Two reasons have been suggested for employer implementation of fetal protection
policies. The first suggests the policies are no more than
"liability prevention programs," designed to calm employer's worries about tort lawsuits from the child
deformed as a result of the mother's job place exposure to toxins. [n128]
Additionally, industry often utilizes these
fetal protection policies to divert attention away from occupational hazards as
a whole. [n129]
Another policy issue related to fetal protection plans concerns employer's
stereotyped notions about women and pregnancy. [n130] In barring all fertile
women from employment, companies are demonstrating their thought that because
women are able to bear children, they will. [n131] This ignores the fact that
women now are producing fewer children than they have in the past. [n132] In
fact, each year less than 9 percent of all employed women are pregnant. [n133]

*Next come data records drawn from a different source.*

#[cfg(test)]
mod tests {
    use jam_crypto::{blake2b_256, vrf::TicketVerification};
    use jam_types::{BlsKey, HexBytes, Metadata};

    use super::*;

    /// Deterministic stand-in for the ring-VRF service: output hash is
    /// blake2b(eta2 ‖ attempt), commitment is blake2b over the ring keys.
    struct MockVerifier {
        fail_verification: bool,
        forced_outputs: Option<Vec<Hash>>,
    }

    impl MockVerifier {
        fn ok() -> Self {
            Self { fail_verification: false, forced_outputs: None }
        }

        fn with_outputs(outputs: Vec<Hash>) -> Self {
            Self { fail_verification: false, forced_outputs: Some(outputs) }
        }
    }

    impl RingVerifier for MockVerifier {
        async fn verify_tickets(
            &self,
            _gamma_z: &HexBytes,
            _ring: &[PublicKey],
            eta2: &Hash,
            tickets: &[TicketEnvelope],
        ) -> Result<Vec<TicketVerification>, VrfError> {
            if self.fail_verification {
                return Ok(tickets
                    .iter()
                    .map(|t| TicketVerification { ok: false, output_hash: None, attempt: t.attempt })
                    .collect());
            }
            Ok(tickets
                .iter()
                .enumerate()
                .map(|(i, t)| TicketVerification {
                    ok: true,
                    output_hash: Some(match &self.forced_outputs {
                        Some(outputs) => outputs[i],
                        None => blake2b_256_concat(eta2, [t.attempt]),
                    }),
                    attempt: t.attempt,
                })
                .collect())
        }

        async fn compose_commitment(&self, keys: &[PublicKey]) -> Result<HexBytes, VrfError> {
            let mut bytes = Vec::new();
            for key in keys {
                bytes.extend_from_slice(key.as_bytes());
            }
            Ok(HexBytes::new(blake2b_256(bytes).as_bytes().to_vec()))
        }
    }

    fn validator(tag: u8) -> ValidatorRecord {
        ValidatorRecord {
            bandersnatch: PublicKey::from_bytes([tag; 32]),
            ed25519: PublicKey::from_bytes([tag + 100; 32]),
            bls: BlsKey::zero(),
            metadata: Metadata::zero(),
        }
    }

    fn state() -> ChainState {
        let mut s = ChainState::genesis(vec![validator(1), validator(2), validator(3)], 12, 11, 3);
        s.eta = [
            Hash::from_bytes([10; 32]),
            Hash::from_bytes([11; 32]),
            Hash::from_bytes([12; 32]),
            Hash::from_bytes([13; 32]),
        ];
        s
    }

    fn input(slot: TimeSlot) -> SafroleInput {
        SafroleInput { slot, entropy: Hash::from_bytes([0xe0; 32]), tickets: vec![] }
    }

    fn ticket(attempt: u8) -> TicketEnvelope {
        TicketEnvelope { attempt, signature: HexBytes::new(vec![attempt; 4]) }
    }

    #[tokio::test]
    async fn rejects_stale_slot() {
        let mut s = state();
        s.tau = 5;
        let err = apply(&s, &input(5), &MockVerifier::ok()).await.unwrap_err();
        assert_eq!(err, SafroleError::BadSlot);
    }

    #[tokio::test]
    async fn rejects_tickets_on_gap_block() {
        let mut s = state();
        s.tau = 1;
        let mut inp = input(4);
        inp.tickets.push(ticket(0));
        let err = apply(&s, &inp, &MockVerifier::ok()).await.unwrap_err();
        assert_eq!(err, SafroleError::UnexpectedTicket);
    }

    #[tokio::test]
    async fn entropy_rotates_within_epoch() {
        let s = state();
        let inp = input(1);
        let (post, _) = apply(&s, &inp, &MockVerifier::ok()).await.unwrap();
        assert_eq!(post.eta[0], blake2b_256_concat(s.eta[0], inp.entropy));
        assert_eq!(post.eta[1], s.eta[1]);
        assert_eq!(post.eta[3], s.eta[3]);
        assert_eq!(post.tau, 1);
    }

    #[tokio::test]
    async fn entropy_shifts_on_epoch_change() {
        let mut s = state();
        s.tau = 11;
        let (post, _) = apply(&s, &input(12), &MockVerifier::ok()).await.unwrap();
        assert_eq!(post.eta[1], s.eta[0]);
        assert_eq!(post.eta[2], s.eta[1]);
        assert_eq!(post.eta[3], s.eta[2]);
    }

    // Scenario: enact an epoch change with no tickets; expect the epoch mark,
    // fallback seal keys and full validator rotation.
    #[tokio::test]
    async fn epoch_change_with_empty_accumulator_falls_back() {
        let mut s = state();
        s.tau = 11;
        let (post, out) = apply(&s, &input(12), &MockVerifier::ok()).await.unwrap();

        let mark = out.epoch_mark.expect("epoch mark on rotation");
        assert_eq!(mark.entropy, s.eta[0]);
        assert_eq!(mark.tickets_entropy, s.eta[1]);
        assert_eq!(mark.validators.len(), 3);

        assert_eq!(post.lambda, s.kappa);
        assert_eq!(post.kappa, s.gamma_k);
        assert_eq!(post.gamma_k, s.iota);
        assert!(post.gamma_a.is_empty());

        match post.gamma_s {
            SealKeys::Keys(keys) => {
                assert_eq!(keys.len(), 12);
                let kappa_keys: Vec<PublicKey> =
                    post.kappa.iter().map(|v| v.bandersnatch).collect();
                assert!(keys.iter().all(|k| kappa_keys.contains(k)));
            }
            SealKeys::Tickets(_) => panic!("expected fallback keys"),
        }
        assert!(!post.gamma_z.is_empty());
    }

    #[tokio::test]
    async fn offenders_are_padded_out_on_rotation() {
        let mut s = state();
        s.tau = 11;
        s.post_offenders.insert(s.iota[1].ed25519);
        let (post, _) = apply(&s, &input(12), &MockVerifier::ok()).await.unwrap();
        assert!(post.gamma_k[1].is_padding());
        assert!(!post.gamma_k[0].is_padding());
    }

    #[tokio::test]
    async fn tickets_admitted_and_sorted() {
        let s = state();
        let mut inp = input(1);
        inp.tickets = vec![ticket(0), ticket(1)];
        // forced outputs arrive in ascending order as required
        let verifier = MockVerifier::with_outputs(vec![
            Hash::from_bytes([1; 32]),
            Hash::from_bytes([2; 32]),
        ]);
        let (post, _) = apply(&s, &inp, &verifier).await.unwrap();
        assert_eq!(post.gamma_a.len(), 2);
        assert!(post.gamma_a[0].randomness < post.gamma_a[1].randomness);
        assert_eq!(post.gamma_a[0].attempt, 0);
    }

    #[tokio::test]
    async fn out_of_order_outputs_rejected() {
        let s = state();
        let mut inp = input(1);
        inp.tickets = vec![ticket(0), ticket(1)];
        let verifier = MockVerifier::with_outputs(vec![
            Hash::from_bytes([2; 32]),
            Hash::from_bytes([1; 32]),
        ]);
        let err = apply(&s, &inp, &verifier).await.unwrap_err();
        assert_eq!(err, SafroleError::BadTicketOrder);
    }

    // Scenario: two tickets with identical randomness are rejected and the
    // pre-state is untouched.
    #[tokio::test]
    async fn duplicate_randomness_rejected() {
        let s = state();
        let mut inp = input(1);
        inp.tickets = vec![ticket(0), ticket(1)];
        let verifier = MockVerifier::with_outputs(vec![
            Hash::from_bytes([1; 32]),
            Hash::from_bytes([1; 32]),
        ]);
        let err = apply(&s, &inp, &verifier).await.unwrap_err();
        assert_eq!(err, SafroleError::DuplicateTicket);
    }

    #[tokio::test]
    async fn collision_with_accumulator_rejected() {
        let mut s = state();
        s.gamma_a.push(Ticket {
            attempt: 2,
            randomness: Hash::from_bytes([1; 32]),
            proof: HexBytes::default(),
        });
        let mut inp = input(1);
        inp.tickets = vec![ticket(0)];
        let verifier = MockVerifier::with_outputs(vec![Hash::from_bytes([1; 32])]);
        let err = apply(&s, &inp, &verifier).await.unwrap_err();
        assert_eq!(err, SafroleError::DuplicateTicket);
    }

    #[tokio::test]
    async fn failed_proof_rejected() {
        let s = state();
        let mut inp = input(1);
        inp.tickets = vec![ticket(0)];
        let verifier = MockVerifier { fail_verification: true, forced_outputs: None };
        let err = apply(&s, &inp, &verifier).await.unwrap_err();
        assert_eq!(err, SafroleError::BadTicketProof);
    }

    #[tokio::test]
    async fn attempt_over_limit_rejected() {
        let s = state();
        let mut inp = input(1);
        inp.tickets = vec![ticket(3)];
        let err = apply(&s, &inp, &MockVerifier::ok()).await.unwrap_err();
        assert_eq!(err, SafroleError::BadTicketAttempt);
    }

    // Scenario: saturate the accumulator during the submission phase, then
    // cross the cutoff; expect the zig-zag tickets mark.
    #[tokio::test]
    async fn tickets_mark_on_cutoff_crossing() {
        let mut s = state();
        s.tau = 10;
        // saturated accumulator
        s.gamma_a = (0..12)
            .map(|i| Ticket {
                attempt: (i % 3) as u8,
                randomness: Hash::from_bytes([i as u8 + 1; 32]),
                proof: HexBytes::default(),
            })
            .collect();

        let (post, out) = apply(&s, &input(11), &MockVerifier::ok()).await.unwrap();
        let mark = out.tickets_mark.expect("tickets mark at cutoff");
        assert_eq!(mark.len(), 12);
        // zig-zag: first, last, second, second-to-last, ...
        assert_eq!(mark[0].id, s.gamma_a[0].randomness);
        assert_eq!(mark[1].id, s.gamma_a[11].randomness);
        assert_eq!(mark[2].id, s.gamma_a[1].randomness);
        assert_eq!(post.gamma_a.len(), 12);
        assert!(out.epoch_mark.is_none());
    }

    #[tokio::test]
    async fn saturated_immediate_rotation_seals_with_tickets() {
        let mut s = state();
        s.tau = 11; // phase 11 >= Y
        s.gamma_a = (0..12)
            .map(|i| Ticket {
                attempt: 0,
                randomness: Hash::from_bytes([i as u8 + 1; 32]),
                proof: HexBytes::default(),
            })
            .collect();

        let (post, _) = apply(&s, &input(12), &MockVerifier::ok()).await.unwrap();
        match post.gamma_s {
            SealKeys::Tickets(tickets) => {
                assert_eq!(tickets.len(), 12);
                assert_eq!(tickets[0].id, s.gamma_a[0].randomness);
                assert_eq!(tickets[1].id, s.gamma_a[11].randomness);
            }
            SealKeys::Keys(_) => panic!("expected ticketed sealing"),
        }
        assert!(post.gamma_a.is_empty());
    }

    #[test]
    fn zigzag_interleaves() {
        assert_eq!(zigzag(&[1, 2, 3, 4, 5]), vec![1, 5, 2, 4, 3]);
        assert_eq!(zigzag(&[1, 2]), vec![1, 2]);
        assert_eq!(zigzag::<u8>(&[]), Vec::<u8>::new());
    }

    #[test]
    fn fallback_keys_are_deterministic() {
        let s = state();
        let a = fallback_seal_keys(&s.eta[2], &s.kappa, 12);
        let b = fallback_seal_keys(&s.eta[2], &s.kappa, 12);
        assert_eq!(a, b);
        assert_eq!(a.len(), 12);
    }

    mod properties {
        use proptest::prelude::*;

        use super::*;

        proptest! {
            #[test]
            fn zigzag_is_a_permutation(values in proptest::collection::vec(any::<u16>(), 0..64)) {
                let interleaved = zigzag(&values);
                prop_assert_eq!(interleaved.len(), values.len());
                let mut sorted_in = values.clone();
                let mut sorted_out = interleaved;
                sorted_in.sort_unstable();
                sorted_out.sort_unstable();
                prop_assert_eq!(sorted_in, sorted_out);
            }

            #[test]
            fn fallback_always_selects_from_kappa(seed in proptest::array::uniform32(any::<u8>())) {
                let s = state();
                let eta2 = Hash::from_bytes(seed);
                let keys = fallback_seal_keys(&eta2, &s.kappa, s.epoch_length);
                let kappa_keys: Vec<PublicKey> =
                    s.kappa.iter().map(|v| v.bandersnatch).collect();
                prop_assert!(keys.iter().all(|k| kappa_keys.contains(k)));
            }
        }
    }
}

Further, women over the age of thirty have a birth rate of 2 percent. [n134] By
the age of thirty-five, 95 percent of all women have completed their families,
[n135] and the annual pregnancy rate for working women between the ages of
forty-five and forty-nine is only one in 5000. [n136] Therefore, fetal
protection policies have been overinclusive in banning all women of
"child bearing age." [n137]
B. Scientific Evidence and Fetal Protection Policies
It is important to examine the scientific evidence concerning fetal protection
policies as it relates to the requirements of the business necessity defense.
The majority of courts which have ruled on fetal protection policies in Title
VII cases have decreed that the defendant must meet the requirements of this
defense in order to prove that a protective policy does not constitute sex
discrimination.
The scientific evidence examined here will be focused on the lead industry
because of the pending
Johnson case. It will be argued that there is not sufficient evidence for the
defendant to meet the business necessity defense, and that the fetal protection
policy in question violates Title VII.
1. Is there a Substantial Risk of Harm to the Fetus or Potential Offspring?
A requisite to a plaintiff's proving a defendant cannot
meet the business necessity defense is a showing that the defendant is unable
to demonstrate
"that there is a substantial risk of harm to the fetus or potential offspring of
women employees from the women's exposure, either during pregnancy or while
fertile, to toxic hazards in the workplace." [n138] In addition, it must be shown that the defendant is wrong in asserting
that there is considerable scientific opinion acknowledging the existence of
the risk. [n139] However, the plaintiff does not have to prove that the
scientific community holds a
"general consensus" as to the effects of these risks. [n140]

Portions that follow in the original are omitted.